> [Dataset records]
════════════════
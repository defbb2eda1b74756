//! Command-line SEO analyzer.
//!
//! Fetches a URL (or reads a local HTML file), prints the score and
//! extracted fields, and optionally exports the report.

use std::fs;
use std::path::PathBuf;
use std::time::Duration;

use anyhow::{bail, Context, Result};
use clap::{Parser, ValueEnum};
use seo_score::{analyze_bytes_with_options, analyze_url, export, Options, SeoReport};
use tracing_subscriber::EnvFilter;

#[derive(Debug, Clone, Copy, ValueEnum)]
enum Format {
    Text,
    Markdown,
    Json,
}

/// Analyze the on-page SEO of a web page.
#[derive(Debug, Parser)]
#[command(name = "seo-score", version, about)]
struct Cli {
    /// Page URL to fetch. With --file, used as the page URL for link resolution.
    url: Option<String>,

    /// Analyze a local HTML file instead of fetching.
    #[arg(long, value_name = "PATH")]
    file: Option<PathBuf>,

    /// Focus keyword or phrase to check placement and density for.
    #[arg(long, short = 'k')]
    keyword: Option<String>,

    /// Check every link on the page for 4xx/5xx responses.
    #[arg(long)]
    check_links: bool,

    /// Maximum number of links to check.
    #[arg(long, default_value_t = 50, value_name = "N")]
    max_links: usize,

    /// Request timeout in seconds.
    #[arg(long, default_value_t = 10, value_name = "SECS")]
    timeout: u64,

    /// User-Agent header to send.
    #[arg(long)]
    user_agent: Option<String>,

    /// Output format.
    #[arg(long, short = 'f', value_enum, default_value_t = Format::Text)]
    format: Format,

    /// Write the extracted fields as CSV.
    #[arg(long, value_name = "PATH")]
    export_csv: Option<PathBuf>,

    /// Write the full report as JSON.
    #[arg(long, value_name = "PATH")]
    export_json: Option<PathBuf>,

    /// Enable debug logging (overridden by RUST_LOG).
    #[arg(long, short = 'v')]
    verbose: bool,
}

impl Cli {
    fn options(&self) -> Options {
        let defaults = Options::default();
        Options {
            url: self.url.clone(),
            timeout: Duration::from_secs(self.timeout),
            user_agent: self
                .user_agent
                .clone()
                .unwrap_or_else(|| defaults.user_agent.clone()),
            focus_keyword: self.keyword.clone(),
            check_links: self.check_links,
            max_links_checked: self.max_links,
            ..defaults
        }
    }
}

fn init_logging(verbose: bool) {
    let default_filter = if verbose {
        "warn,seo_score=debug"
    } else {
        "warn,seo_score=info"
    };
    let env_filter =
        EnvFilter::try_from_default_env().unwrap_or_else(|_| EnvFilter::new(default_filter));

    tracing_subscriber::fmt()
        .with_env_filter(env_filter)
        .with_writer(std::io::stderr)
        .with_target(false)
        .init();
}

fn run(cli: &Cli) -> Result<SeoReport> {
    let options = cli.options();

    if let Some(path) = &cli.file {
        let bytes = fs::read(path).with_context(|| format!("Failed to read {}", path.display()))?;
        if cli.check_links {
            tracing::warn!("--check-links is ignored for local files");
        }
        return Ok(analyze_bytes_with_options(&bytes, &options));
    }

    let Some(url) = cli.url.as_deref() else {
        bail!("Enter a webpage URL or pass --file");
    };

    analyze_url(url, &options).context("Error fetching the URL")
}

fn main() -> Result<()> {
    let cli = Cli::parse();
    init_logging(cli.verbose);

    let report = run(&cli)?;

    match cli.format {
        Format::Text => print!("{}", export::render_text(&report)),
        Format::Markdown => print!("{}", export::render_markdown(&report)),
        Format::Json => println!("{}", export::to_json(&report)?),
    }

    if let Some(path) = &cli.export_csv {
        export::export_csv(path, &report)
            .with_context(|| format!("Failed to write {}", path.display()))?;
        eprintln!("Wrote: {}", path.display());
    }

    if let Some(path) = &cli.export_json {
        export::export_json(path, &report)
            .with_context(|| format!("Failed to write {}", path.display()))?;
        eprintln!("Wrote: {}", path.display());
    }

    Ok(())
}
════════════════
> [Task instructions]
Which lines in the records above contain the word "verbose"? Return each of them.

> [Written response]
    verbose: bool,
fn init_logging(verbose: bool) {
    let default_filter = if verbose {
    init_logging(cli.verbose);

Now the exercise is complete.